TASK TO CARRY OUT: Look below for the line containing "the typed error."; from there through the line containing "from its environment.", both lines included, please set down each line exactly and nothing else.

AVAILABLE DATA:
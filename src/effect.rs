use std::any::Any;
use std::fmt::{self, Debug, Formatter};
use std::future::Future;
use std::panic::AssertUnwindSafe;

use futures::FutureExt;
use futures::future::BoxFuture;

use crate::env::Scope;
use crate::exit::{Cause, Defect, Exit};

/// The boxed body of an effect.
type Body<A, E, R> = Box<dyn FnOnce(R) -> BoxFuture<'static, Exit<A, E>> + Send>;

/// A description of a computation that has not been executed yet.
///
/// Running it with an environment of type `R` produces either a success value
/// of type `A`, a typed failure of type `E` or a defect.
pub struct Effect<A, E, R = ()> {
    body: Body<A, E, R>,
}

impl<A, E, R> Effect<A, E, R>
where
    A: Send + 'static,
    E: Send + 'static,
    R: Clone + Send + 'static,
{
    /// Create an effect from an asynchronous function producing an exit.
    pub fn from_exit<F, Fut>(f: F) -> Self
    where
        F: FnOnce(R) -> Fut + Send + 'static,
        Fut: Future<Output = Exit<A, E>> + Send + 'static,
    {
        Self { body: Box::new(move |env| f(env).boxed()) }
    }

    /// Create an effect from an asynchronous function producing a result.
    ///
    /// An `Err` ends up in the typed failure channel. A panic is a defect.
    pub fn from_future<F, Fut>(f: F) -> Self
    where
        F: FnOnce(R) -> Fut + Send + 'static,
        Fut: Future<Output = Result<A, E>> + Send + 'static,
    {
        Self::from_exit(move |env| f(env).map(Exit::from))
    }

    /// An effect that succeeds with the value.
    pub fn succeed(value: A) -> Self {
        Self::from_exit(move |_| async move { Exit::Success(value) })
    }

    /// An effect that fails with the typed error.
    pub fn fail(error: E) -> Self {
        Self::failure(Cause::Fail(error))
    }

    /// An effect that dies with the payload as its defect.
    pub fn die<T: Any + Send + Sync>(payload: T) -> Self {
        Self::failure(Cause::Die(Defect::new(payload)))
    }

    /// An effect that is interrupted as soon as it runs.
    pub fn interrupt() -> Self {
        Self::failure(Cause::Interrupt)
    }

    /// An effect that fails with an arbitrary cause.
    pub fn failure(cause: Cause<E>) -> Self {
        Self::from_exit(move |_| async move { Exit::Failure(cause) })
    }

    /// An effect that reads something from its environment.
    pub fn service<F>(f: F) -> Self
    where
        F: FnOnce(&R) -> A + Send + 'static,
    {
        Self::from_exit(move |env| {
            let value = f(&env);
            async move { Exit::Success(value) }
        })
    }

    /// Transform the success value.
    pub fn map<F, B>(self, f: F) -> Effect<B, E, R>
    where
        F: FnOnce(A) -> B + Send + 'static,
        B: Send + 'static,
    {
        Effect::from_exit(move |env| async move { self.exit(env).await.map(f) })
    }

    /// Transform the typed failure. Defects are left untouched.
    pub fn map_err<F, E2>(self, f: F) -> Effect<A, E2, R>
    where
        F: Fn(E) -> E2 + Send + 'static,
        E2: Send + 'static,
    {
        Effect::from_exit(move |env| async move {
            match self.exit(env).await {
                Exit::Success(value) => Exit::Success(value),
                Exit::Failure(cause) => Exit::Failure(cause.map(&f)),
            }
        })
    }

    /// Continue with another effect once this one succeeded.
    pub fn and_then<F, B>(self, f: F) -> Effect<B, E, R>
    where
        F: FnOnce(A) -> Effect<B, E, R> + Send + 'static,
        B: Send + 'static,
    {
        Effect::from_exit(move |env: R| async move {
            match self.exit(env.clone()).await {
                Exit::Success(value) => f(value).exit(env).await,
                Exit::Failure(cause) => Exit::Failure(cause),
            }
        })
    }

    /// Recover from a typed failure.
    ///
    /// Only `Cause::Fail` is handed to the handler. Defects, interruptions and
    /// composite causes pass through.
    pub fn catch<F>(self, f: F) -> Self
    where
        F: FnOnce(E) -> Self + Send + 'static,
    {
        Self::from_exit(move |env: R| async move {
            match self.exit(env.clone()).await {
                Exit::Failure(Cause::Fail(error)) => f(error).exit(env).await,
                exit => exit,
            }
        })
    }

    /// Run both effects concurrently and combine their results.
    ///
    /// When both fail, the failures are combined into a parallel cause.
    pub fn zip_par<B>(self, other: Effect<B, E, R>) -> Effect<(A, B), E, R>
    where
        B: Send + 'static,
    {
        Effect::from_exit(move |env: R| async move {
            let (left, right) = futures::join!(self.exit(env.clone()), other.exit(env));
            match (left, right) {
                (Exit::Success(a), Exit::Success(b)) => Exit::Success((a, b)),
                (Exit::Success(_), Exit::Failure(cause))
                | (Exit::Failure(cause), Exit::Success(_)) => Exit::Failure(cause),
                (Exit::Failure(a), Exit::Failure(b)) => Exit::Failure(a.both(b)),
            }
        })
    }

    /// Execute the effect and observe how it settled.
    ///
    /// Panics during execution are turned into defects.
    pub async fn run_exit(self, env: R) -> Exit<A, E> {
        self.exit(env).await
    }

    /// Execute the effect.
    ///
    /// A typed failure is returned as `Err`.
    ///
    /// # Panics
    /// A defect is re-raised as a panic carrying the [`Defect`], so it can't
    /// be handled like an ordinary error. Interruptions and composite causes
    /// panic as well.
    pub async fn run(self, env: R) -> Result<A, E> {
        match self.exit(env).await {
            Exit::Success(value) => Ok(value),
            Exit::Failure(Cause::Fail(error)) => Err(error),
            Exit::Failure(Cause::Die(defect)) => std::panic::resume_unwind(Box::new(defect)),
            Exit::Failure(cause) => {
                panic!("effect-memo: effect ended with an unhandled {} cause", cause.kind())
            }
        }
    }

    /// Execute the body, capturing panics as defects.
    fn exit(self, env: R) -> BoxFuture<'static, Exit<A, E>> {
        let body = self.body;
        match std::panic::catch_unwind(AssertUnwindSafe(move || body(env))) {
            Ok(future) => AssertUnwindSafe(future)
                .catch_unwind()
                .map(|result| match result {
                    Ok(exit) => exit,
                    Err(payload) => Exit::Failure(Cause::Die(Defect::from_panic(payload))),
                })
                .boxed(),
            Err(payload) => {
                let defect = Defect::from_panic(payload);
                async move { Exit::Failure(Cause::Die(defect)) }.boxed()
            }
        }
    }
}

impl<E, R> Effect<R, E, R>
where
    E: Send + 'static,
    R: Clone + Send + 'static,
{
    /// An effect that succeeds with the whole environment it runs with.
    pub fn environment() -> Self {
        Self::service(R::clone)
    }
}

impl<A, E, R> Effect<A, E, R>
where
    A: Clone + Send + Sync + 'static,
    E: Send + 'static,
    R: AsRef<Scope> + Clone + Send + 'static,
{
    /// Acquire a resource and release it when the environment's scope closes.
    pub fn acquire_release<F>(acquire: Self, release: F) -> Self
    where
        F: FnOnce(A) + Send + 'static,
    {
        Self::from_exit(move |env: R| async move {
            let scope = env.as_ref().clone();
            let exit = acquire.exit(env).await;
            if let Exit::Success(resource) = &exit {
                let resource = resource.clone();
                scope.add_finalizer(move || release(resource));
            }
            exit
        })
    }
}

impl<A, E, R> Debug for Effect<A, E, R> {
    fn fmt(&self, f: &mut Formatter) -> fmt::Result {
        f.pad("Effect(..)")
    }
}

#[cfg(test)]
mod tests {
    use std::sync::Arc;
    use std::sync::atomic::{AtomicUsize, Ordering};

    use super::*;

    #[tokio::test]
    async fn test_channels() {
        let ok = Effect::<_, String>::succeed(2).map(|x| x * 3);
        assert_eq!(ok.run(()).await, Ok(6));

        let failed = Effect::<u8, _>::fail("nope").map_err(|e| e.len());
        assert_eq!(failed.run(()).await, Err(4));

        let died = Effect::<u8, String>::die("dead").run_exit(()).await;
        match died {
            Exit::Failure(Cause::Die(defect)) => assert_eq!(defect.message(), "dead"),
            other => panic!("unexpected {other:?}"),
        }
    }

    #[tokio::test]
    async fn test_panics_become_defects() {
        let sync = Effect::<u8, String>::from_exit(|()| -> futures::future::Ready<_> {
            panic!("sync boom")
        });
        let asynch = Effect::<u8, String>::from_future(|()| async { panic!("async boom") });

        for (effect, message) in [(sync, "sync boom"), (asynch, "async boom")] {
            match effect.run_exit(()).await {
                Exit::Failure(Cause::Die(defect)) => assert_eq!(defect.message(), message),
                other => panic!("unexpected {other:?}"),
            }
        }
    }

    #[tokio::test]
    async fn test_catch_only_sees_typed_failures() {
        let recovered = Effect::<u8, &str>::fail("e").catch(|_| Effect::succeed(1));
        assert_eq!(recovered.run(()).await, Ok(1));

        let handled = Arc::new(AtomicUsize::new(0));
        let counter = handled.clone();
        let effect = Effect::<u8, &str>::die("fatal").catch(move |_| {
            counter.fetch_add(1, Ordering::SeqCst);
            Effect::succeed(1)
        });
        assert!(matches!(effect.run_exit(()).await, Exit::Failure(Cause::Die(_))));
        assert_eq!(handled.load(Ordering::SeqCst), 0);
    }

    #[tokio::test]
    async fn test_zip_par_builds_parallel_cause() {
        let both = Effect::<u8, u8>::succeed(1).zip_par(Effect::succeed(2));
        assert_eq!(both.run(()).await, Ok((1, 2)));

        let one = Effect::<u8, u8>::succeed(1).zip_par(Effect::<u8, u8>::fail(2));
        assert_eq!(one.run(()).await, Err(2));

        let two = Effect::<u8, u8>::fail(1).zip_par(Effect::<u8, u8>::fail(2));
        match two.run_exit(()).await {
            Exit::Failure(cause) => assert_eq!(cause.kind(), "parallel"),
            other => panic!("unexpected {other:?}"),
        }
    }

    #[tokio::test]
    async fn test_environment_flows_through_and_then() {
        let effect = Effect::<u32, (), u32>::service(|n| *n)
            .and_then(|n| Effect::service(move |m| n + *m));
        assert_eq!(effect.run(20).await, Ok(40));
    }

    #[tokio::test]
    async fn test_environment_reads_whole_environment() {
        let effect = Effect::<_, (), (u8, &'static str)>::environment()
            .map(|(n, s)| s.repeat(n.into()));
        assert_eq!(effect.run((3, "ab")).await, Ok("ababab".to_string()));
    }

    #[tokio::test]
    async fn test_acquire_release() {
        let released = Arc::new(AtomicUsize::new(0));
        let counter = released.clone();
        let scope = Scope::new();

        let effect = Effect::<u8, (), Scope>::acquire_release(Effect::succeed(5), move |_| {
            counter.fetch_add(1, Ordering::SeqCst);
        });

        assert_eq!(effect.run(scope.clone()).await, Ok(5));
        assert_eq!(released.load(Ordering::SeqCst), 0);
        scope.close();
        assert_eq!(released.load(Ordering::SeqCst), 1);
    }
}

ANSWER SECTION:
    /// An effect that fails with the typed error.
    pub fn fail(error: E) -> Self {
        Self::failure(Cause::Fail(error))
    }

    /// An effect that dies with the payload as its defect.
    pub fn die<T: Any + Send + Sync>(payload: T) -> Self {
        Self::failure(Cause::Die(Defect::new(payload)))
    }

    /// An effect that is interrupted as soon as it runs.
    pub fn interrupt() -> Self {
        Self::failure(Cause::Interrupt)
    }

    /// An effect that fails with an arbitrary cause.
    pub fn failure(cause: Cause<E>) -> Self {
        Self::from_exit(move |_| async move { Exit::Failure(cause) })
    }

    /// An effect that reads something from its environment.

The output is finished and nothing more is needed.